TASK ITEM – Each line from the one containing "Genre label management." to the end of the listing below should be repeated exactly, with no other line included.

--- DATA FOR ANALYSIS Enclosed Below ---

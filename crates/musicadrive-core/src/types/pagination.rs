//! Pagination types for list endpoints.

use serde::{Deserialize, Serialize};

/// Default page size.
const DEFAULT_PAGE_SIZE: u64 = 25;
/// Maximum page size.
const MAX_PAGE_SIZE: u64 = 100;

/// Request parameters for paginated queries.
#[derive(Debug, Clone, Serialize, Deserialize)]
pub struct PageRequest {
    /// Page number (1-based).
    #[serde(default = "default_page")]
    pub page: u64,
    /// Number of items per page.
    #[serde(default = "default_page_size")]
    pub page_size: u64,
}

impl PageRequest {
    /// Create a new page request.
    pub fn new(page: u64, page_size: u64) -> Self {
        Self {
            page: page.max(1),
            page_size: page_size.clamp(1, MAX_PAGE_SIZE),
        }
    }

    /// Calculate the SQL `OFFSET` value.
    pub fn offset(&self) -> u64 {
        (self.page.saturating_sub(1)) * self.page_size
    }

    /// Return the SQL `LIMIT` value.
    pub fn limit(&self) -> u64 {
        self.page_size
    }
}

impl Default for PageRequest {
    fn default() -> Self {
        Self {
            page: 1,
            page_size: DEFAULT_PAGE_SIZE,
        }
    }
}

/// Paginated response wrapper.
#[derive(Debug, Clone, Serialize, Deserialize)]
pub struct PageResponse<T: Serialize> {
    /// The items on this page.
    pub items: Vec<T>,
    /// Current page number (1-based).
    pub page: u64,
    /// Number of items per page.
    pub page_size: u64,
    /// Total number of items across all pages.
    pub total_items: u64,
    /// Total number of pages.
    pub total_pages: u64,
    /// Whether there is a next page.
    pub has_next: bool,
    /// Whether there is a previous page.
    pub has_previous: bool,
}

impl<T: Serialize> PageResponse<T> {
    /// Create a new paginated response.
    pub fn new(items: Vec<T>, page: u64, page_size: u64, total_items: u64) -> Self {
        let total_pages = if total_items == 0 {
            1
        } else {
            total_items.div_ceil(page_size)
        };
        Self {
            items,
            page,
            page_size,
            total_items,
            total_pages,
            has_next: page < total_pages,
            has_previous: page > 1,
        }
    }
}

fn default_page() -> u64 {
    1
}

fn default_page_size() -> u64 {
    DEFAULT_PAGE_SIZE
}

#[cfg(test)]
mod tests {
    use super::*;

    #[test]
    fn test_offset_and_limit() {
        let page = PageRequest::new(3, 20);
        assert_eq!(page.offset(), 40);
        assert_eq!(page.limit(), 20);
    }

    #[test]
    fn test_page_size_clamped() {
        let page = PageRequest::new(0, 5000);
        assert_eq!(page.page, 1);
        assert_eq!(page.page_size, MAX_PAGE_SIZE);
    }

    #[test]
    fn test_response_pages() {
        let resp = PageResponse::new(vec![1, 2, 3], 1, 3, 7);
        assert_eq!(resp.total_pages, 3);
        assert!(resp.has_next);
        assert!(!resp.has_previous);
    }
}
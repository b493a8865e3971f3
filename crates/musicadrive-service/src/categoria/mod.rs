//! Genre label management.

pub mod service;

pub use service::CategoriaService;
//! # musicadrive-entity
//!
//! Domain entity models for MusicaDrive. Every struct in this crate
//! represents a database table row or a domain value object. All entities
//! derive `Debug`, `Clone`, `Serialize`, `Deserialize`, and database
//! entities additionally derive `sqlx::FromRow`.
//!
//! The two pure business-rule components live here as well: the shopping
//! cart reducer ([`cart`]) and the order totals recalculator
//! ([`pedido::totais`]).

pub mod cart;
pub mod categoria;
pub mod pasta;
pub mod pedido;
pub mod pendrive;
pub mod user;

pub use pendrive::PendriveSize;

--- End of Enclosed DATA FOR ANALYSIS ---

ANSWER BOX –
//! Genre label management.

pub mod service;

pub use service::CategoriaService;
//! # musicadrive-entity
//!
//! Domain entity models for MusicaDrive. Every struct in this crate
//! represents a database table row or a domain value object. All entities
//! derive `Debug`, `Clone`, `Serialize`, `Deserialize`, and database
//! entities additionally derive `sqlx::FromRow`.
//!
//! The two pure business-rule components live here as well: the shopping
//! cart reducer ([`cart`]) and the order totals recalculator
//! ([`pedido::totais`]).

pub mod cart;
pub mod categoria;
pub mod pasta;
pub mod pedido;
pub mod pendrive;
pub mod user;

pub use pendrive::PendriveSize;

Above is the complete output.